Di Carlo Lab 2023 Year in Review
Season's Greetings! This year we celebrated our 15th anniversary of the founding of our lab at UCLA. One striking take home was how different our research is compared to 15 years ago. Unlike many labs that continue the detailed study of a specific protein or refinement of an engineering process, becoming the world-experts in the domain, our lab has the tradition of changing research directions every 5 years or so. Bringing a technology to a sufficient level of readiness for it to be commercialized and then starting from scratch with a completely new technology. Our trajectory: Inertial microfluidics, deformability cytometry, mechanomedicine, microparticle gels, lab on a particle, ferrobotics.
Starting from scratch every 5 years doesn't make it easy. Obtaining grant funding to explore a new research direction is so much more challenging than sticking to the same field where your peers already trust your demonstrated competency. But where is the fun in retreading well-worn paths? Breaking new trails is where we grow the most and creativity thrives on scarcity of resources.

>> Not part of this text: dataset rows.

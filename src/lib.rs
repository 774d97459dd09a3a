//! direct-store: namespace-resolved, directly-callable facades over a
//! hierarchical dispatch store.
//!
//! A store is declared as a tree of modules holding state, getters,
//! mutations and actions. Namespaced modules prefix their members' dispatch
//! keys with their name; merged modules contribute to their parent. The
//! facades built here mirror that tree, so callers write
//! `store.commit().module("cart")?.commit("add", item)` instead of
//! `store.commit("cart/add", item)`.

pub mod cache;
pub mod cli;
pub mod config;
pub mod context;
pub mod direct;
pub mod dispatch;
pub mod error;
pub mod facade;
pub mod identity;
pub mod logging;
pub mod options;
pub mod store;
pub mod tree;

pub use cache::{CacheConfig, CacheStats};
pub use context::{ContextFactory, ContextProvider, DirectContext, DirectGetterContext};
pub use direct::DirectStore;
pub use dispatch::{CallOptions, Pending};
pub use error::{FacadeError, OptionsError, StoreError};
pub use facade::{CommitFacade, DispatchFacade, GettersFacade};
pub use options::{ModuleOptions, StoreOptions};
pub use store::{ActionContext, GetterContext, Store};
pub use tree::{LayoutNode, ModulePath, ModuleShape};
//! Environment source: `DIRECT_STORE__SECTION__KEY=value`.

use config::builder::DefaultState;
use config::ConfigBuilder;
use config::Environment;

pub const ENV_PREFIX: &str = "DIRECT_STORE";
pub const ENV_SEPARATOR: &str = "__";

/// Add environment overrides to builder. Values are parsed, so
/// `DIRECT_STORE__CACHE__ENABLED=false` sets a boolean.
pub fn add_to_builder(builder: ConfigBuilder<DefaultState>) -> ConfigBuilder<DefaultState> {
    builder.add_source(
        Environment::with_prefix(ENV_PREFIX)
            .prefix_separator(ENV_SEPARATOR)
            .separator(ENV_SEPARATOR)
            .try_parsing(true),
    )
}
//! CLI parse: clap types for direct-store. No behavior; definitions only.

use clap::{Parser, Subcommand};
use std::path::PathBuf;

/// direct-store CLI - inspect the facade layout of a module shape file
#[derive(Parser)]
#[command(name = "direct-store")]
#[command(about = "Inspect namespace-resolved facade layouts of dispatch store option trees")]
pub struct Cli {
    #[command(subcommand)]
    pub command: Commands,

    /// Configuration file path (overrides default config loading)
    #[arg(long)]
    pub config: Option<PathBuf>,

    /// Enable verbose logging (default: off)
    #[arg(long, default_value = "false")]
    pub verbose: bool,

    /// Log level (trace, debug, info, warn, error, off)
    #[arg(long)]
    pub log_level: Option<String>,

    /// Log format (json, text)
    #[arg(long)]
    pub log_format: Option<String>,

    /// Log output (stdout, stderr, file)
    #[arg(long)]
    pub log_output: Option<String>,
}

#[derive(Subcommand)]
pub enum Commands {
    /// List every facade member with its dispatch key
    Keys {
        /// Module shape file (.toml or .json)
        shape: PathBuf,
        /// Output format (text or json)
        #[arg(long, default_value = "text")]
        format: String,
        /// Only list one kind (getter, mutation, action)
        #[arg(long)]
        kind: Option<String>,
    },
    /// Print the nested facade layout
    Tree {
        /// Module shape file (.toml or .json)
        shape: PathBuf,
    },
    /// Print the dispatch-key prefix of a module
    Prefix {
        /// Module shape file (.toml or .json)
        shape: PathBuf,
        /// Module path, e.g. `cart/items`; empty for the root
        #[arg(default_value = "")]
        module: String,
    },
}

SEC-seq with Lab on a Particle Technology. One new trail that has been opening up many more paths on its own is "Lab on a Particle" technology - with 2023 marking some substantial milestones. One example breakthrough for 2023 is Secretion-encoded Single-cell Sequencing (SEC-seq). This technique introduces the ability to link cell secretory function to underlying transcriptomes for thousands of single cells. Secreted proteins, extracellular vesicles, or other biomolecules are critical across almost all body functions - immunity, digestion, wound healing. Our collaborators, Rich James and Rene Cheng used SEC-seq to study how plasma cell secretion of antibodies, such as IgG, were linked to mRNA transcripts, publishing their findings in Nature Communications. They uncovered a number of new paths to explore including new surface marker proteins that defined highly-secreting human plasma cells.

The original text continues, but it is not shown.